Sabiendo entonces reconocer qué es la ira, cómo brota y los males que acarrea, habremos de dominar en nosotros tal impulso ciego.
Por si no bastaran los argumentos que S. Basilio ha ido ofreciendo, acudamos al ejemplo mismo de nuestro Señor y de los santos: cómo dominaron la ira, aun cuando estaban siendo escarnecidos, maltratados, injuriados.

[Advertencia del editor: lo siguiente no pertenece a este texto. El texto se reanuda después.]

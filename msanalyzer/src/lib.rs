mod args;
mod driver;
mod input;

pub use crate::args::{AnalysisConfig, ArgFilter, DEFAULT_CONFIG_FILE, ENV_PREFIX};
pub use crate::driver::{
    AbundanceRecord, Command, ContourRecord, DeconvolutionRecord, IsotopePatternRecord,
    MSAnalyzer, MSAnalyzerError, PeakListRecord, PickedPeak,
};
pub use crate::input::{read_spectra, read_spectrum, read_text_spectrum, ScanRecord};
use std::fs;
use std::io::{self, Write};
use std::path::{Path, PathBuf};

use clap::{Args, Parser, Subcommand};
use nalgebra::DMatrix;
use serde::Serialize;
use thiserror::Error;
use tracing::{debug, info};

use msanalysis::{
    abundance::{relative_abundance, ScanSeries, ScanSeriesError},
    contour::contour_grid,
    peak_picking::find_peaks,
    smoothing::{filter_spectrum, moving_average, SmoothingError},
    DeconvolutionEngine, DeconvolutionError, DeconvolutionResult, FormulaIsotopicModel,
    IsotopicModelError, IsotopicPatternProvider, Spectrum, SpectrumError,
};

use crate::args::{AnalysisConfig, ArgFilter};
use crate::input::{read_spectra, read_spectrum, ScanRecord};

#[derive(Debug, Error)]
pub enum MSAnalyzerError {
    #[error("An IO error occurred: {0}")]
    IOError(
        #[source]
        #[from]
        io::Error,
    ),
    #[error("Input file {0} does not exist")]
    InputNotFound(String),
    #[error("No spectrum was found at index {0}")]
    SpectrumNotFound(usize),
    #[error("Failed to decode the arrays of spectrum {0}: {1}")]
    ArrayDecoding(String, String),
    #[error("Failed to parse line {line} of {path}: {reason}")]
    TextParse {
        path: String,
        line: u64,
        reason: String,
    },
    #[error("Failed to read delimited text: {0}")]
    CSVError(#[from] csv::Error),
    #[error(transparent)]
    SpectrumError(#[from] SpectrumError),
    #[error(transparent)]
    IsotopicModelError(#[from] IsotopicModelError),
    #[error(transparent)]
    DeconvolutionError(#[from] DeconvolutionError),
    #[error(transparent)]
    SmoothingError(#[from] SmoothingError),
    #[error(transparent)]
    ScanSeriesError(#[from] ScanSeriesError),
    #[error("Failed to load the configuration: {0}")]
    ConfigurationError(#[from] figment::Error),
    #[error("Failed to encode the output: {0}")]
    JSONError(#[from] serde_json::Error),
    #[error("Failed to encode the configuration: {0}")]
    TOMLError(#[from] toml::ser::Error),
}
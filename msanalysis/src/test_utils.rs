use crate::spectrum::Spectrum;

/// Gaussian width used for synthetic profile peaks
pub const PEAK_WIDTH: f64 = 0.1;

pub fn linspace(start: f64, stop: f64, num: usize) -> Vec<f64> {
    let step = (stop - start) / (num - 1) as f64;
    (0..num).map(|i| start + step * i as f64).collect()
}

/// Render a weighted sum of stick spectra as a noiseless profile sampled at `x`
pub fn gaussian_broaden(x: &[f64], components: &[(&Spectrum, f64)]) -> Spectrum {
    let intensity = x
        .iter()
        .map(|xi| {
            components
                .iter()
                .map(|(sticks, weight)| {
                    sticks
                        .iter()
                        .map(|(mz, int)| {
                            let z = (xi - mz) / PEAK_WIDTH;
                            weight * int * (-0.5 * z * z).exp()
                        })
                        .sum::<f64>()
                })
                .sum()
        })
        .collect();
    Spectrum::new(x.to_vec(), intensity).unwrap()
}

/// A sampling grid covering every pattern with a 5% margin on either side, as the
/// synthetic spectra are generated.
pub fn covering_grid(patterns: &[&Spectrum], num: usize) -> Vec<f64> {
    let lo = patterns
        .iter()
        .filter_map(|p| p.min_mz())
        .fold(f64::INFINITY, f64::min);
    let hi = patterns
        .iter()
        .filter_map(|p| p.max_mz())
        .fold(f64::NEG_INFINITY, f64::max);
    linspace(lo * 0.95, hi * 1.05, num)
}
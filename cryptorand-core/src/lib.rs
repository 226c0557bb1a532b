//! Cryptographically secure random value generation.
//!
//! Every operation validates its arguments completely before drawing a single
//! byte of entropy, so a request either produces its full result or nothing.
//! Servers share one read-only [`registry::Registry`] across all requests.

pub mod error;
pub mod constants;
pub mod traits;
pub mod entropy;
pub mod sampling;
pub mod args;
pub mod schema;
pub mod ops;
pub mod registry;
pub mod prompt;

#[cfg(test)]
pub(crate) mod testing;
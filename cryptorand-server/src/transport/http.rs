use std::net::SocketAddr;
use std::sync::Arc;

use axum::extract::State;
use axum::http::StatusCode;
use axum::response::{IntoResponse, Response};
use axum::{Json, Router};
use tower_http::cors::{Any, CorsLayer};
use tower_http::trace::TraceLayer;

use crate::error::{Result, ServerError};
use crate::handler::McpHandler;

/// Build the Axum router: JSON-RPC on `POST /mcp` plus a health check.
pub fn build_router(handler: Arc<McpHandler>) -> Router {
    let cors = CorsLayer::new()
        .allow_origin(Any)
        .allow_methods(Any)
        .allow_headers(Any);

    Router::new()
        .route("/mcp", axum::routing::post(rpc))
        .route("/health", axum::routing::get(health_check))
        .layer(TraceLayer::new_for_http())
        .layer(cors)
        .with_state(handler)
}

/// Bind and serve until ctrl-c.
pub async fn serve(handler: Arc<McpHandler>, addr: SocketAddr) -> Result<()> {
    let listener = tokio::net::TcpListener::bind(addr).await?;
    tracing::info!(%addr, "HTTP listener bound");

    axum::serve(listener, build_router(handler))
        .with_graceful_shutdown(shutdown_signal())
        .await?;
    Ok(())
}

async fn shutdown_signal() {
    if let Err(e) = tokio::signal::ctrl_c().await {
        tracing::error!(error = %e, "failed to listen for ctrl-c");
        std::future::pending::<()>().await;
    }
    tracing::info!("shutdown requested");
}

/// POST /mcp
///
/// One JSON-RPC message per request. Notifications are acknowledged with
/// 202 and an empty body.
async fn rpc(
    State(handler): State<Arc<McpHandler>>,
    body: String,
) -> std::result::Result<Response, ServerError> {
    if body.trim().is_empty() {
        return Err(ServerError::BadRequest("empty request body".to_string()));
    }

    let response = tokio::task::spawn_blocking(move || handler.handle_line(&body))
        .await
        .map_err(|e| ServerError::Internal(format!("request task failed: {e}")))?;

    Ok(match response {
        Some(response) => (StatusCode::OK, Json(response)).into_response(),
        None => StatusCode::ACCEPTED.into_response(),
    })
}

/// Simple health check endpoint.
async fn health_check() -> &'static str {
    "ok"
}

#[cfg(test)]
mod tests {
    use super::*;
    use axum::body::Body;
    use axum::http::Request;
    use serde_json::{json, Value};
    use tower::ServiceExt;

    use crate::state::AppState;

    fn router() -> Router {
        build_router(Arc::new(McpHandler::new(Arc::new(AppState::new()))))
    }

    async fn post(body: &str) -> (StatusCode, Vec<u8>) {
        let request = Request::builder()
            .method("POST")
            .uri("/mcp")
            .header("content-type", "application/json")
            .body(Body::from(body.to_string()))
            .unwrap();
        let response = router().oneshot(request).await.unwrap();
        let status = response.status();
        let bytes = axum::body::to_bytes(response.into_body(), usize::MAX).await.unwrap();
        (status, bytes.to_vec())
    }

    #[tokio::test]
    async fn test_tool_call_over_http() {
        let body = json!({
            "jsonrpc": "2.0",
            "id": "abc",
            "method": "tools/call",
            "params": {
                "name": "generate_random_choice",
                "arguments": {"choices": ["a", "b", "c"], "count": 3, "allow_duplicates": false}
            }
        });
        let (status, bytes) = post(&body.to_string()).await;
        assert_eq!(status, StatusCode::OK);

        let response: Value = serde_json::from_slice(&bytes).unwrap();
        assert_eq!(response["id"], "abc");
        let mut picks: Vec<String> = response["result"]["values"]
            .as_array()
            .unwrap()
            .iter()
            .map(|v| v.as_str().unwrap().to_string())
            .collect();
        picks.sort();
        assert_eq!(picks, vec!["a", "b", "c"]);
    }

    #[tokio::test]
    async fn test_notification_is_accepted() {
        let (status, bytes) = post(r#"{"jsonrpc":"2.0","method":"notifications/initialized"}"#).await;
        assert_eq!(status, StatusCode::ACCEPTED);
        assert!(bytes.is_empty());
    }

    #[tokio::test]
    async fn test_empty_body_is_bad_request() {
        let (status, _) = post("  ").await;
        assert_eq!(status, StatusCode::BAD_REQUEST);
    }

    #[tokio::test]
    async fn test_health() {
        let request = Request::builder().uri("/health").body(Body::empty()).unwrap();
        let response = router().oneshot(request).await.unwrap();
        assert_eq!(response.status(), StatusCode::OK);
    }
}
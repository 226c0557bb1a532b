//! The seven generators. Each request type validates itself fully before it
//! touches the entropy source.

pub mod integer;
pub mod float;
pub mod bytes;
pub mod uuid_v4;
pub mod string;
pub mod choice;
pub mod boolean;

use serde::Serialize;
use serde_json::Value;

use crate::args::Arguments;
use crate::error::{Result, ValidationError};
use crate::schema::OperationSpec;
use crate::traits::random::SecureRandom;

/// Generated payload: a sequence of values, or a single encoded value.
#[derive(Debug, Clone, PartialEq, Serialize)]
#[serde(rename_all = "lowercase")]
pub enum Output {
    Values(Vec<Value>),
    Value(Value),
}

impl Output {
    pub fn values<T: Into<Value>>(items: Vec<T>) -> Self {
        Output::Values(items.into_iter().map(Into::into).collect())
    }

    pub fn len(&self) -> usize {
        match self {
            Output::Values(v) => v.len(),
            Output::Value(_) => 1,
        }
    }

    pub fn is_empty(&self) -> bool {
        self.len() == 0
    }
}

/// Validate-then-execute contract shared by every operation.
///
/// `Serialize` renders the effective parameters (defaults applied) that are
/// echoed back to the caller.
pub trait Tool: Serialize + Sized {
    const NAME: &'static str;
    /// Tag reported in the result's `type` field.
    const RESULT_TYPE: &'static str;

    fn spec() -> OperationSpec;

    /// Typed extraction only. Range checks happen in `execute`.
    fn from_args(args: &Arguments<'_>) -> std::result::Result<Self, ValidationError>;

    fn execute(&self, rng: &dyn SecureRandom) -> Result<Output>;
}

Pero la respuesta ante tantos ataques fue la humildad, la mansedumbre, y no la respuesta airada, ni la palabra hiriente ni el gesto ofensivo.
n.
7. Entonces, ¿de qué modo no ha de alcanzar la pasión lo que no debe? ¿Cómo? Si
aprendes la humildad que el Señor dispuso de palabra y demostró con sus obras,
bien cuando dijo: El que quiera ser el
primero entre vosotros, sea el último de todos, o bien cuando soporta
benigna y tranquilamente a quien lo hiere. El Creador y Señor del cielo y de la
tierra, el que es adorado por toda criatura racional y sensible, el que sostiene todo con su palabra poderosa,
no envió al impío vivo al infierno, abriendo bajo él la tierra, sino que le
advirtió y le enseñó: Si he hablado mal,
da testimonio de ello, pero si bien ¿por qué me hieres?. Ciertamente, si te
habitúas a ser el último de todos conforme al mandato del Señor, ¿cuándo te
enfadarás, como si ultrajasen tu dignidad? Cuando un niño pequeño te insulta,
sus insultos te causan risa, y cuando un demente te dice palabras injuriosas,
lo consideras más digno de piedad que de odio.
No
son las palabras las que suscitan los disgustos, sino la soberbia contra el que
nos insulta y la apreciación que cada uno tiene de sí mismo. De manera que, si
suprimes de tu mente estas dos cosas, las injurias serán un ruido hueco que
suena en vano. Cesa en tu ira y abandona
la cólera, para que evites experimentar la ira que se revela desde el cielo sobre toda la impiedad e injusticia de los
hombres. Si pudieras arrancar la amarga raíz de la cólera con prudente
razonamiento, extirparías con ese comienzo muchos males, pues también son
brotes de ese vicio la falsedad, la sospecha, la desconfianza, la malicia, la
traición, el cinismo y todo el enjambre de males parecidos.
Por
consiguiente, no nos atraigamos un mal tan grande: enfermedad del alma,
oscuridad de la razón, alejamiento de Dios, desconocimiento de la amistad,
causa de guerra, colmo de calamidades, malvado demonio engendrado en nuestras
propias almas y que, como desvergonzado huésped, se apodera de nuestro interior
y cierra el paso al Espíritu Santo, pues, dondequiera que las enemistades,
riñas, enfados, intrigas y contiendas produzcan ruidosas confusiones en el
alma, allí no descansa el Espíritu de mansedumbre.
Obedeciendo
el consejo de san Pablo, apartemos de
nosotros toda ira, cólera, gritos y cualquier mal, y seamos amables y
entrañables unos con otros, aguardando la feliz esperanza prometida a los
mansos: Dichosos los mansos porque ellos
heredarán la tierra, en Cristo Jesús, nuestro Señor, para quien es la
gloria y el poder por los siglos de los siglos. Amén".
(S. Basilio, Contra los iracundos, n. 7).